In the records below, find the line containing "wire envelopes: the" and the line containing "use ciborium::Value;"; please repeat exactly the lines from one to the other, both included, and nothing more.
Segment Start: Material for the task
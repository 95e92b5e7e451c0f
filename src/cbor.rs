//! CBOR/ASN.1 decoder for the two App Attest wire envelopes: the
//! attestation object produced at registration time, and the shorter
//! assertion envelope produced for each protected request.
//!
//! Both envelopes are CBOR maps; the traversal helpers below are shared
//! between them.

use ciborium::Value;

/// Errors produced while decoding either envelope.
#[derive(Debug, Clone, PartialEq, Eq, thiserror::Error)]
pub enum DecodeError {
    #[error("invalid base64 encoding")]
    InvalidBase64,
    #[error("malformed CBOR: {0}")]
    MalformedCbor(String),
    #[error("missing required field: {0}")]
    MissingField(&'static str),
    #[error("unexpected attestation format: {0}")]
    WrongFormat(String),
    #[error("authData truncated: {0}")]
    TruncatedAuthData(String),
}

/// The attestation envelope: `{fmt, attStmt: {x5c, receipt}, authData}`.
#[derive(Debug, Clone)]
pub struct AttestationEnvelope {
    pub fmt: String,
    /// Ordered certificate chain, leaf first, DER-encoded. Excludes the
    /// Apple root (never present in `x5c`).
    pub x5c: Vec<Vec<u8>>,
    /// Opaque, not independently verified per spec.md §4.1.
    pub receipt: Vec<u8>,
    pub auth_data: Vec<u8>,
}

/// The assertion envelope: `{signature, authenticatorData}`.
#[derive(Debug, Clone)]
pub struct AssertionEnvelope {
    /// DER-encoded ECDSA signature bytes (some clients emit raw r||s).
    pub signature: Vec<u8>,
    /// Exactly 37 bytes: rpIdHash(32) || flags(1) || signCount(4).
    pub authenticator_data: Vec<u8>,
}

/// Fixed-layout fields parsed out of an attestation `authData` blob.
///
/// | Offset | Length | Field                     |
/// |--------|--------|---------------------------|
/// | 0      | 32     | rpIdHash                  |
/// | 32     | 1      | flags (presence only)     |
/// | 33     | 4      | signCount, big-endian u32 |
/// | 37     | 16     | AAGUID                    |
/// | 53     | 2      | credentialId length (u16) |
/// | 55     | L      | credentialId              |
///
/// Unlike general WebAuthn attested credential data, App Attest's
/// `authData` carries no trailing COSE public key — the device's public
/// key lives in the leaf certificate's SubjectPublicKeyInfo instead.
#[derive(Debug, Clone)]
pub struct AttestationAuthData {
    pub rp_id_hash: [u8; 32],
    pub flags: u8,
    pub sign_count: u32,
    pub aaguid: [u8; 16],
    pub credential_id: Vec<u8>,
}

/// Fixed-layout fields parsed out of an assertion `authenticatorData`
/// blob (no credential ID or public key — those live only in attestation).
#[derive(Debug, Clone)]
pub struct AssertionAuthData {
    pub rp_id_hash: [u8; 32],
    pub flags: u8,
    pub sign_count: u32,
}

const ATTESTATION_AUTH_DATA_MIN_LEN: usize = 32 + 1 + 4 + 16 + 2;
const ASSERTION_AUTH_DATA_LEN: usize = 32 + 1 + 4;

/// Decodes a base64-encoded attestation object into its CBOR structure.
pub fn decode_attestation_envelope(base64_data: &str) -> Result<AttestationEnvelope, DecodeError> {
    use base64::{engine::general_purpose::STANDARD, Engine as _};

    let bytes = STANDARD
        .decode(base64_data)
        .map_err(|_| DecodeError::InvalidBase64)?;

    let value: Value =
        ciborium::from_reader(&bytes[..]).map_err(|e| DecodeError::MalformedCbor(e.to_string()))?;

    let map = value
        .as_map()
        .ok_or_else(|| DecodeError::MalformedCbor("expected a CBOR map".to_string()))?;

    let fmt = find_text(map, "fmt")
        .ok_or(DecodeError::MissingField("fmt"))?
        .to_string();
    if fmt != "apple-appattest" {
        return Err(DecodeError::WrongFormat(fmt));
    }

    let auth_data = find_bytes(map, "authData")
        .ok_or(DecodeError::MissingField("authData"))?
        .to_vec();

    let att_stmt = find_map(map, "attStmt").ok_or(DecodeError::MissingField("attStmt"))?;

    let x5c_array = find_array(att_stmt, "x5c").ok_or(DecodeError::MissingField("x5c"))?;
    let x5c: Vec<Vec<u8>> = x5c_array
        .iter()
        .filter_map(|v| v.as_bytes().map(|b| b.to_vec()))
        .collect();
    if x5c.is_empty() {
        return Err(DecodeError::MissingField("x5c"));
    }

    let receipt = find_bytes(att_stmt, "receipt").map(|b| b.to_vec()).unwrap_or_default();

    Ok(AttestationEnvelope {
        fmt,
        x5c,
        receipt,
        auth_data,
    })
}

/// Decodes a base64-encoded assertion envelope.
pub fn decode_assertion_envelope(base64_data: &str) -> Result<AssertionEnvelope, DecodeError> {
    use base64::{engine::general_purpose::STANDARD, Engine as _};

    let bytes = STANDARD
        .decode(base64_data)
        .map_err(|_| DecodeError::InvalidBase64)?;

    let value: Value =
        ciborium::from_reader(&bytes[..]).map_err(|e| DecodeError::MalformedCbor(e.to_string()))?;

    let map = value
        .as_map()
        .ok_or_else(|| DecodeError::MalformedCbor("expected a CBOR map".to_string()))?;

    let signature = find_bytes(map, "signature")
        .ok_or(DecodeError::MissingField("signature"))?
        .to_vec();
    let authenticator_data = find_bytes(map, "authenticatorData")
        .ok_or(DecodeError::MissingField("authenticatorData"))?
        .to_vec();

    Ok(AssertionEnvelope {
        signature,
        authenticator_data,
    })
}

/// Parses the attestation-flavored authData layout (§4.1).
pub fn parse_attestation_auth_data(data: &[u8]) -> Result<AttestationAuthData, DecodeError> {
    if data.len() < ATTESTATION_AUTH_DATA_MIN_LEN {
        return Err(DecodeError::TruncatedAuthData(format!(
            "{} bytes, need at least {}",
            data.len(),
            ATTESTATION_AUTH_DATA_MIN_LEN
        )));
    }

    let rp_id_hash: [u8; 32] = data[0..32].try_into().unwrap();
    let flags = data[32];
    let sign_count = u32::from_be_bytes(data[33..37].try_into().unwrap());
    let aaguid: [u8; 16] = data[37..53].try_into().unwrap();
    let cred_id_len = u16::from_be_bytes(data[53..55].try_into().unwrap()) as usize;

    if data.len() < 55 + cred_id_len {
        return Err(DecodeError::TruncatedAuthData(format!(
            "{} bytes, need at least {} for credentialId",
            data.len(),
            55 + cred_id_len
        )));
    }

    let credential_id = data[55..55 + cred_id_len].to_vec();

    Ok(AttestationAuthData {
        rp_id_hash,
        flags,
        sign_count,
        aaguid,
        credential_id,
    })
}

/// Parses the assertion-flavored authenticatorData layout (§4.1): exactly
/// 37 bytes, no credential ID or public key.
pub fn parse_assertion_auth_data(data: &[u8]) -> Result<AssertionAuthData, DecodeError> {
    if data.len() < ASSERTION_AUTH_DATA_LEN {
        return Err(DecodeError::TruncatedAuthData(format!(
            "{} bytes, need at least {}",
            data.len(),
            ASSERTION_AUTH_DATA_LEN
        )));
    }

    let rp_id_hash: [u8; 32] = data[0..32].try_into().unwrap();
    let flags = data[32];
    let sign_count = u32::from_be_bytes(data[33..37].try_into().unwrap());

    Ok(AssertionAuthData {
        rp_id_hash,
        flags,
        sign_count,
    })
}

fn find_text<'a>(map: &'a [(Value, Value)], key: &str) -> Option<&'a str> {
    map.iter()
        .find(|(k, _)| k.as_text() == Some(key))
        .and_then(|(_, v)| v.as_text())
}

fn find_bytes<'a>(map: &'a [(Value, Value)], key: &str) -> Option<&'a [u8]> {
    map.iter()
        .find(|(k, _)| k.as_text() == Some(key))
        .and_then(|(_, v)| v.as_bytes())
        .map(Vec::as_slice)
}

fn find_map<'a>(map: &'a [(Value, Value)], key: &str) -> Option<&'a [(Value, Value)]> {
    map.iter()
        .find(|(k, _)| k.as_text() == Some(key))
        .and_then(|(_, v)| v.as_map())
        .map(Vec::as_slice)
}

fn find_array<'a>(map: &'a [(Value, Value)], key: &str) -> Option<&'a [Value]> {
    map.iter()
        .find(|(k, _)| k.as_text() == Some(key))
        .and_then(|(_, v)| v.as_array())
        .map(Vec::as_slice)
}

#[cfg(test)]
mod tests {
    use super::*;

    fn minimal_attestation_auth_data(cred_id_len: u16, sign_count: u32) -> Vec<u8> {
        let mut data = vec![0u8; 55];
        data[33..37].copy_from_slice(&sign_count.to_be_bytes());
        data[53..55].copy_from_slice(&cred_id_len.to_be_bytes());
        data.extend(std::iter::repeat(0xAB).take(cred_id_len as usize));
        data
    }

    #[test]
    fn attestation_auth_data_too_short_is_truncated() {
        let data = vec![0u8; 40];
        assert!(matches!(
            parse_attestation_auth_data(&data),
            Err(DecodeError::TruncatedAuthData(_))
        ));
    }

    #[test]
    fn attestation_auth_data_parses_minimal_valid() {
        let data = minimal_attestation_auth_data(16, 0);
        let parsed = parse_attestation_auth_data(&data).unwrap();
        assert_eq!(parsed.sign_count, 0);
        assert_eq!(parsed.credential_id.len(), 16);
    }

    #[test]
    fn attestation_auth_data_rejects_truncated_credential_id() {
        let mut data = minimal_attestation_auth_data(16, 0);
        data.truncate(60); // shorter than 55 + 16
        assert!(matches!(
            parse_attestation_auth_data(&data),
            Err(DecodeError::TruncatedAuthData(_))
        ));
    }

    #[test]
    fn assertion_auth_data_exact_37_bytes() {
        let mut data = vec![0u8; 37];
        data[33..37].copy_from_slice(&7u32.to_be_bytes());
        let parsed = parse_assertion_auth_data(&data).unwrap();
        assert_eq!(parsed.sign_count, 7);
    }

    #[test]
    fn assertion_auth_data_too_short() {
        let data = vec![0u8; 36];
        assert!(matches!(
            parse_assertion_auth_data(&data),
            Err(DecodeError::TruncatedAuthData(_))
        ));
    }

    #[test]
    fn decode_attestation_envelope_rejects_invalid_base64() {
        let result = decode_attestation_envelope("not-valid-base64!!!");
        assert!(matches!(result, Err(DecodeError::InvalidBase64)));
    }

    #[test]
    fn decode_attestation_envelope_rejects_invalid_cbor() {
        use base64::{engine::general_purpose::STANDARD, Engine as _};
        let encoded = STANDARD.encode([0xff, 0xff, 0xff]);
        let result = decode_attestation_envelope(&encoded);
        assert!(matches!(result, Err(DecodeError::MalformedCbor(_))));
    }

    #[test]
    fn decode_attestation_envelope_round_trips_a_hand_built_map() {
        use base64::{engine::general_purpose::STANDARD, Engine as _};

        let leaf = vec![1u8, 2, 3];
        let auth_data = vec![9u8; 200];
        let map = Value::Map(vec![
            (Value::Text("fmt".into()), Value::Text("apple-appattest".into())),
            (
                Value::Text("attStmt".into()),
                Value::Map(vec![
                    (
                        Value::Text("x5c".into()),
                        Value::Array(vec![Value::Bytes(leaf.clone())]),
                    ),
                    (Value::Text("receipt".into()), Value::Bytes(vec![7, 7])),
                ]),
            ),
            (Value::Text("authData".into()), Value::Bytes(auth_data.clone())),
        ]);

        let mut buf = Vec::new();
        ciborium::into_writer(&map, &mut buf).unwrap();
        let encoded = STANDARD.encode(&buf);

        let decoded = decode_attestation_envelope(&encoded).unwrap();
        assert_eq!(decoded.fmt, "apple-appattest");
        assert_eq!(decoded.x5c, vec![leaf]);
        assert_eq!(decoded.receipt, vec![7, 7]);
        assert_eq!(decoded.auth_data, auth_data);
    }
}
Segment End: Material for the task
Result of the exercise:
//! CBOR/ASN.1 decoder for the two App Attest wire envelopes: the
//! attestation object produced at registration time, and the shorter
//! assertion envelope produced for each protected request.
//!
//! Both envelopes are CBOR maps; the traversal helpers below are shared
//! between them.

use ciborium::Value;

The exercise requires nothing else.